WHAT IS NEEDED: The whole listing must be returned exactly, with no line missing.

*** GIVEN DATA ***

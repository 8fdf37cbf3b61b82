//! Selection bookkeeping for the list screens

use ratatui::{
    style::{Color, Modifier, Style},
    widgets::{Block, BorderType, Borders, List, ListItem},
};

/// Keep `selected` inside a list of `len` rows
pub fn clamp_selection(selected: usize, len: usize) -> usize {
    selected.min(len.saturating_sub(1))
}

pub fn next_index(selected: usize, len: usize) -> usize {
    if len == 0 {
        0
    } else {
        (selected + 1).min(len - 1)
    }
}

pub fn previous_index(selected: usize) -> usize {
    selected.saturating_sub(1)
}

/// Bordered list with the shared highlight style
pub fn styled_list<'a>(items: Vec<ListItem<'a>>, title: &'a str) -> List<'a> {
    List::new(items)
        .block(
            Block::default()
                .borders(Borders::ALL)
                .border_type(BorderType::Rounded)
                .title(title),
        )
        .highlight_style(Style::default().bg(Color::DarkGray).add_modifier(Modifier::BOLD))
        .highlight_symbol("▶ ")
}

/// Terminal color for a subject's color tag
pub fn subject_color(tag: &str) -> Color {
    match tag.trim().to_lowercase().as_str() {
        "red" => Color::Red,
        "green" => Color::Green,
        "yellow" => Color::Yellow,
        "magenta" | "purple" => Color::Magenta,
        "cyan" => Color::Cyan,
        "white" => Color::White,
        "blue" => Color::Blue,
        _ => Color::Gray,
    }
}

***

ANSWER SPACE:
repository 8fdf37cbf3b61b82
//! Selection bookkeeping for the list screens

use ratatui::{
    style::{Color, Modifier, Style},
    widgets::{Block, BorderType, Borders, List, ListItem},
};

/// Keep `selected` inside a list of `len` rows
pub fn clamp_selection(selected: usize, len: usize) -> usize {
    selected.min(len.saturating_sub(1))
}

pub fn next_index(selected: usize, len: usize) -> usize {
    if len == 0 {
        0
    } else {
        (selected + 1).min(len - 1)
    }
}

pub fn previous_index(selected: usize) -> usize {
    selected.saturating_sub(1)
}

/// Bordered list with the shared highlight style
pub fn styled_list<'a>(items: Vec<ListItem<'a>>, title: &'a str) -> List<'a> {
    List::new(items)
        .block(
            Block::default()
                .borders(Borders::ALL)
                .border_type(BorderType::Rounded)
                .title(title),
        )
        .highlight_style(Style::default().bg(Color::DarkGray).add_modifier(Modifier::BOLD))
        .highlight_symbol("▶ ")
}

/// Terminal color for a subject's color tag
pub fn subject_color(tag: &str) -> Color {
    match tag.trim().to_lowercase().as_str() {
        "red" => Color::Red,
        "green" => Color::Green,
        "yellow" => Color::Yellow,
        "magenta" | "purple" => Color::Magenta,
        "cyan" => Color::Cyan,
        "white" => Color::White,
        "blue" => Color::Blue,
        _ => Color::Gray,
    }
}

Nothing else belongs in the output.